Tonopah quake swarm stirs warnings of larger Walker Lane rupture
A Tonopah swarm has hit a previously unknown fault east of town, and scientists say Walker Lane’s history of M6-plus quakes keeps the risk real.

A string of earthquakes near Warm Springs east of Tonopah has put Nye County on alert, not because the swarm is dangerous by itself, but because it is unfolding in the Walker Lane, one of the West’s most active fault systems and a place where a much larger rupture has happened before.
The March 3 sequence included a magnitude 4.0 quake near Tonopah, and the largest event in the swarm so far was magnitude 4.2. Another magnitude 4.3 earthquake was recorded 78 kilometers northeast of Tonopah on March 1 at 16:37:53 UTC, underscoring how persistent the seismic activity has been in central Nevada.

Christie Rowe, director of the Nevada Seismological Laboratory, said the quakes were occurring on a previously unknown fault along the southern edge of the Monitor and Antelope ranges near Warm Springs. The lab is watching the sequence closely, but it does not plan to send in additional temporary sensors unless the activity climbs to around magnitude 5 or higher.

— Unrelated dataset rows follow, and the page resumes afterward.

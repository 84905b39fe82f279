//! Class and UI-type entities and their inheritance edges

use crate::node::{Access, AggregateData, NodeId, NodeKind};
use ql_intern::Symbol;

/// Which record flavor a class entity is
#[derive(Copy, Clone, Debug, Default, Hash, Eq, PartialEq)]
pub enum ClassKind {
    #[default]
    Class,
    Struct,
    Union,
}

impl ClassKind {
    pub fn node_kind(self) -> NodeKind {
        match self {
            ClassKind::Class => NodeKind::Class,
            ClassKind::Struct => NodeKind::Struct,
            ClassKind::Union => NodeKind::Union,
        }
    }
}

/// One base-class or derived-class edge
///
/// An edge starts out path-only. The base-class pass fills in `node` on
/// success; the path is retained either way so an unresolved base can still
/// be displayed by name.
#[derive(Debug, Clone, PartialEq)]
pub struct RelatedClass {
    pub access: Access,
    pub node: Option<NodeId>,
    pub path: Vec<Symbol>,
}

impl RelatedClass {
    /// An unresolved edge, as recorded by the parser.
    pub fn unresolved(access: Access, path: Vec<Symbol>) -> Self {
        Self {
            access,
            node: None,
            path,
        }
    }

    /// A resolved edge, as recorded for derived-class back-references.
    pub fn resolved(access: Access, node: NodeId) -> Self {
        Self {
            access,
            node: Some(node),
            path: Vec::new(),
        }
    }

    pub fn is_resolved(&self) -> bool {
        self.node.is_some()
    }
}

/// Class/struct/union entity payload
#[derive(Debug, Clone, Default, PartialEq)]
pub struct ClassData {
    pub aggregate: AggregateData,
    pub kind: ClassKind,
    /// Base classes, in declaration order
    pub bases: Vec<RelatedClass>,
    /// Classes that list this one as a base; maintained by the base-class
    /// pass in lock-step with `bases`
    pub derived: Vec<RelatedClass>,
    pub is_abstract: bool,
    /// The UI type whose implementation this class provides, if any
    pub qml_element: Option<NodeId>,
}

impl ClassData {
    pub fn new(kind: ClassKind) -> Self {
        Self {
            kind,
            ..Self::default()
        }
    }

    /// Records an unresolved base-class path for the resolution pass.
    pub fn add_unresolved_base(&mut self, access: Access, path: Vec<Symbol>) {
        self.bases.push(RelatedClass::unresolved(access, path));
    }

    /// Records a derived-class back-reference.
    pub fn add_derived(&mut self, access: Access, node: NodeId) {
        self.derived.push(RelatedClass::resolved(access, node));
    }

    /// The resolved base-class nodes, in declaration order.
    pub fn resolved_bases(&self) -> impl Iterator<Item = NodeId> + '_ {
        self.bases.iter().filter_map(|base| base.node)
    }
}

/// UI-type entity payload
#[derive(Debug, Clone, Default, PartialEq)]
pub struct QmlTypeData {
    pub aggregate: AggregateData,
    /// Unresolved base-type name, as written in the comment
    pub base_name: Option<String>,
    /// Resolved base type
    pub base_type: Option<NodeId>,
    /// UI types that inherit this one
    pub inherited_by: Vec<NodeId>,
    /// Unresolved name of the host-language class implementing this type
    pub cpp_class_name: Option<String>,
    /// The host-language class implementing this type, if any
    pub cpp_class: Option<NodeId>,
    pub is_abstract: bool,
    /// Modules to try first when resolving the base name
    pub imports: Vec<String>,
}

impl QmlTypeData {
    pub fn with_base_name(base_name: impl Into<String>) -> Self {
        Self {
            base_name: Some(base_name.into()),
            ..Self::default()
        }
    }
}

That caution reflects the broader landscape beneath Tonopah. The Walker Lane, which runs along the California-Nevada border region, accommodates up to 25% of the motion between the North America and Pacific plates. In the same region near the 2020 Monte Cristo Range event, the U.S. Geological Survey says two magnitude 6-plus earthquakes struck in the past century, a magnitude 6.8 in December 1932 and a magnitude 6.5 in January 1934.
The most recent major benchmark came on May 15, 2020, when a magnitude 6.5 earthquake near the Monte Cristo Range became the largest quake in Nevada in more than 66 years. It also produced a 28-kilometer surface rupture, a reminder that the state’s quake history is not limited to small tremors.
Nevada seismologists say the current swarm is worth monitoring, but not yet cause for alarm. They point to events such as the magnitude 5.8 earthquake near Yerington in December 2024 as part of the state’s normal seismic cadence, with similar quakes typically coming every eight to 10 years.
The practical takeaway for Tonopah families, schools, mobile homes and older buildings is simple: this is a warning to be ready before the stronger shaking arrives. The Nevada Seismological Laboratory is working as the state moves toward ShakeAlert coverage, and the U.S. Geological Survey says that system can provide alerts seconds before shaking reaches a community. The lab is also urging residents to report shaking through the USGS Did You Feel It? system, since even small quakes help scientists map the faulting more accurately.